Energy prices: will the Europeans succeed in reaching an agreement?

Energy prices will the Europeans succeed in reaching an agreement

Will the Europeans succeed in passing the test? Once again, their unity is put to the test by the dizzying rise in gas and electricity prices. From Tallinn to Madrid, via Paris or Berlin, it is the political urgency of the start of the school year, while the amount of bills is panicking families and businesses. At the end of July, European energy ministers were the last to meet in Brussels. This Friday, September 9, they meet there first.
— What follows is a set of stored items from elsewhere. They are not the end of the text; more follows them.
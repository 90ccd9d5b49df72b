use axum::http::HeaderMap;
use axum::{Json, Router, extract::State, routing::post};
use serde_json::json;
use validator::Validate;

use crate::dto::api::{
    ChatRequest, ConnectRequest, CreateGameRequest, CreateGameResponse, GameIdRequest,
    JoinGameRequest, JoinGameResponse, ListGamesRequest, ListGamesResponse, OkResponse,
    PinRequest, SendAnswerRequest, SubmitQuestionRequest,
};
use crate::error::AppError;
use crate::services::game_service;
use crate::state::SharedState;

#[utoipa::path(
    post,
    path = "/api/connect",
    tag = "game",
    request_body = ConnectRequest,
    responses(
        (status = 200, description = "Session established or reused", body = OkResponse),
        (status = 400, description = "Invalid username"),
        (status = 500, description = "Game server unreachable or handshake timed out")
    )
)]
/// Open the per-user TCP session toward the game server.
pub async fn connect(
    State(state): State<SharedState>,
    Json(payload): Json<ConnectRequest>,
) -> Result<Json<OkResponse>, AppError> {
    payload
        .validate()
        .map_err(|err| AppError::BadRequest(err.to_string()))?;
    game_service::connect(&state, &payload.username).await?;
    Ok(Json(OkResponse::ok()))
}

#[utoipa::path(
    post,
    path = "/api/listGames",
    tag = "game",
    request_body = ListGamesRequest,
    responses(
        (status = 200, description = "Public lobby games", body = ListGamesResponse),
        (status = 400, description = "No session for this user"),
        (status = 500, description = "Timed out waiting for GAMES_LIST")
    )
)]
/// List public lobby games, waiting for the correlated GAMES_LIST frame.
pub async fn list_games(
    State(state): State<SharedState>,
    headers: HeaderMap,
    payload: Option<Json<ListGamesRequest>>,
) -> Result<Json<ListGamesResponse>, AppError> {
    let explicit = payload.and_then(|Json(body)| body.username);
    let username = game_service::resolve_username(&state, &headers, explicit).await?;
    let games = game_service::list_games(&state, &username).await?;
    Ok(Json(ListGamesResponse {
        success: true,
        games,
    }))
}

#[utoipa::path(
    post,
    path = "/api/createGame",
    tag = "game",
    request_body = CreateGameRequest,
    responses(
        (status = 200, description = "Game created", body = CreateGameResponse),
        (status = 400, description = "No session for this user"),
        (status = 500, description = "Timed out waiting for GAME_CREATED")
    )
)]
/// Create a game, waiting for the correlated GAME_CREATED frame.
pub async fn create_game(
    State(state): State<SharedState>,
    headers: HeaderMap,
    Json(payload): Json<CreateGameRequest>,
) -> Result<Json<CreateGameResponse>, AppError> {
    let username =
        game_service::resolve_username(&state, &headers, payload.username.clone()).await?;
    let game = game_service::create_game(&state, &username, payload).await?;
    Ok(Json(CreateGameResponse {
        success: true,
        game,
    }))
}

#[utoipa::path(
    post,
    path = "/api/joinGame",
    tag = "game",
    request_body = JoinGameRequest,
    responses(
        (status = 200, description = "Joined", body = JoinGameResponse),
        (status = 400, description = "No session for this user"),
        (status = 500, description = "Timed out waiting for JOINED_GAME")
    )
)]
/// Join a lobby, waiting for the JOINED_GAME frame carrying the same PIN.
pub async fn join_game(
    State(state): State<SharedState>,
    headers: HeaderMap,
    Json(payload): Json<JoinGameRequest>,
) -> Result<Json<JoinGameResponse>, AppError> {
    let username = game_service::resolve_username(&state, &headers, payload.username).await?;
    let game = game_service::join_game(&state, &username, &payload.game_id).await?;
    Ok(Json(JoinGameResponse { ok: true, game }))
}

#[utoipa::path(
    post,
    path = "/api/startGame",
    tag = "game",
    request_body = PinRequest,
    responses((status = 200, description = "Forwarded", body = OkResponse))
)]
/// Fire-and-forget START_GAME; the outcome arrives over SSE.
pub async fn start_game(
    State(state): State<SharedState>,
    headers: HeaderMap,
    Json(payload): Json<PinRequest>,
) -> Result<Json<OkResponse>, AppError> {
    let username = game_service::resolve_username(&state, &headers, payload.username).await?;
    game_service::forward(
        &state,
        &username,
        json!({"type": "START_GAME", "pin": payload.pin, "username": username}),
    )?;
    Ok(Json(OkResponse::ok()))
}

#[utoipa::path(
    post,
    path = "/api/exitGame",
    tag = "game",
    request_body = GameIdRequest,
    responses((status = 200, description = "Forwarded", body = OkResponse))
)]
/// Fire-and-forget EXIT_GAME.
pub async fn exit_game(
    State(state): State<SharedState>,
    headers: HeaderMap,
    Json(payload): Json<GameIdRequest>,
) -> Result<Json<OkResponse>, AppError> {
    let username = game_service::resolve_username(&state, &headers, payload.username).await?;
    game_service::forward(
        &state,
        &username,
        json!({"type": "EXIT_GAME", "pin": payload.game_id, "username": username}),
    )?;
    Ok(Json(OkResponse::ok()))
}

#[utoipa::path(
    post,
    path = "/api/sendAnswer",
    tag = "game",
    request_body = SendAnswerRequest,
    responses((status = 200, description = "Forwarded", body = OkResponse))
)]
/// Fire-and-forget ANSWER; scores arrive as SCORE_UPDATE frames over SSE.
pub async fn send_answer(
    State(state): State<SharedState>,
    headers: HeaderMap,
    Json(payload): Json<SendAnswerRequest>,
) -> Result<Json<OkResponse>, AppError> {
    let username = game_service::resolve_username(&state, &headers, payload.username).await?;
    game_service::forward(
        &state,
        &username,
        json!({
            "type": "ANSWER",
            "pin": payload.game_id,
            "correct": payload.answer,
            "username": username,
        }),
    )?;
    Ok(Json(OkResponse::ok()))
}

#[utoipa::path(
    post,
    path = "/api/nextQuestion",
    tag = "game",
    request_body = GameIdRequest,
    responses((status = 200, description = "Forwarded", body = OkResponse))
)]
/// Fire-and-forget NEXT_QUESTION.
pub async fn next_question(
    State(state): State<SharedState>,
    headers: HeaderMap,
    Json(payload): Json<GameIdRequest>,
) -> Result<Json<OkResponse>, AppError> {
    let username = game_service::resolve_username(&state, &headers, payload.username).await?;
    game_service::forward(
        &state,
        &username,
        json!({"type": "NEXT_QUESTION", "pin": payload.game_id, "username": username}),
    )?;
    Ok(Json(OkResponse::ok()))
}

#[utoipa::path(
    post,
    path = "/api/endGame",
    tag = "game",
    request_body = GameIdRequest,
    responses((status = 200, description = "Forwarded", body = OkResponse))
)]
/// Fire-and-forget END_GAME.
pub async fn end_game(
    State(state): State<SharedState>,
    headers: HeaderMap,
    Json(payload): Json<GameIdRequest>,
) -> Result<Json<OkResponse>, AppError> {
    let username = game_service::resolve_username(&state, &headers, payload.username).await?;
    game_service::forward(
        &state,
        &username,
        json!({"type": "END_GAME", "pin": payload.game_id, "username": username}),
    )?;
    Ok(Json(OkResponse::ok()))
}

#[utoipa::path(
    post,
    path = "/api/submitQuestion",
    tag = "game",
    request_body = SubmitQuestionRequest,
    responses((status = 200, description = "Forwarded", body = OkResponse))
)]
/// Fire-and-forget SUBMIT_QUESTION.
pub async fn submit_question(
    State(state): State<SharedState>,
    headers: HeaderMap,
    Json(payload): Json<SubmitQuestionRequest>,
) -> Result<Json<OkResponse>, AppError> {
    let username = game_service::resolve_username(&state, &headers, payload.username).await?;
    game_service::forward(
        &state,
        &username,
        json!({
            "type": "SUBMIT_QUESTION",
            "pin": payload.pin,
            "question": payload.question,
            "answerTrue": payload.answer_true,
            "username": username,
        }),
    )?;
    Ok(Json(OkResponse::ok()))
}

#[utoipa::path(
    post,
    path = "/api/chat",
    tag = "game",
    request_body = ChatRequest,
    responses((status = 200, description = "Forwarded", body = OkResponse))
)]
/// Fire-and-forget CHAT.
pub async fn chat(
    State(state): State<SharedState>,
    headers: HeaderMap,
    Json(payload): Json<ChatRequest>,
) -> Result<Json<OkResponse>, AppError> {
    let username = game_service::resolve_username(&state, &headers, payload.username).await?;
    game_service::forward(
        &state,
        &username,
        json!({
            "type": "CHAT",
            "pin": payload.pin,
            "message": payload.message,
            "username": username,
        }),
    )?;
    Ok(Json(OkResponse::ok()))
}

/// Configure the game operation routes.
pub fn router() -> Router<SharedState> {
    Router::<SharedState>::new()
        .route("/api/connect", post(connect))
        .route("/api/listGames", post(list_games))
        .route("/api/createGame", post(create_game))
        .route("/api/joinGame", post(join_game))
        .route("/api/startGame", post(start_game))
        .route("/api/exitGame", post(exit_game))
        .route("/api/sendAnswer", post(send_answer))
        .route("/api/nextQuestion", post(next_question))
        .route("/api/endGame", post(end_game))
        .route("/api/submitQuestion", post(submit_question))
        .route("/api/chat", post(chat))
}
After their health colleagues at the time of covid, it is their turn to find themselves on the front line. Public expectations are high: will the 27 succeed in finding the martingale to bring down prices, while Vladimir Putin has made gas a weapon of war? “Citizens are begging us to act now, confides, to the Express, Roberta Metsola, the conservative president of the European Parliament. We must prove that we are capable of taking decisions which allow them to make ends meet”. “The bills have already doubled once, we can’t let them double a second time”, worried the Belgian Prime Minister.

“The sense of urgency is shared by all”, reassures a European diplomat. The specter of a social crisis, and even of a serious economic recession, haunts people’s minds. As of August, the capitals had already spent more than 236 billion euros on various and uncoordinated measures to combat energy inflation, according to calculations by the Bruegel economic think tank. “All that is money that is not invested in energy or digital transitions, regrets someone close to the case. Rather than paying people’s bills, we need to act on prices.”

“The political situation has changed radically”

But if the Europeans want to show that they have heard the suffering of consumers faced with exorbitant bills, they do not agree on the means to alleviate it. Proposals are coming from all over Europe, at the risk of giving an impression of cacophony. To frame the debate, the European Commission finally drew its own a little in advance on Wednesday 7 September. Brussels wants to cap the income of producers of renewable or nuclear energy, which cost less to produce. The Commission is also considering a cap on the price of Russian gas, which is not unanimous. Czechs and Slovaks still depend on Moscow for their supplies. A clip produced by Gazprom where an employee turns off the tap and plunges Europe into the cold gave them a taste of what awaits them. The Germans also believe that it is still too early, while Belgium already wants to extend the cap to all suppliers, including Norway or Qatar.

The Hungarians insist on the need for a unanimous decision, just to be able to influence the choices… Opportunistic, the Poles demand the suspension of the European carbon market, which would suit these large coal consumers. For their part, the Dutch do not want us to touch the operation of the electricity market, which links the price of electrons to that of gas, while the French, who are calling for this reform loud and clear, think their time has come. “The political situation has changed radically”, we want to believe in Paris.

This Friday, the 27 will nevertheless try to tune their violins without spreading their differences too much, so as not to play Moscow’s game. Next Tuesday, the European Commission will present its concrete and quantified proposals for legislation. And energy ministers are expected to return to Brussels before the end of the month.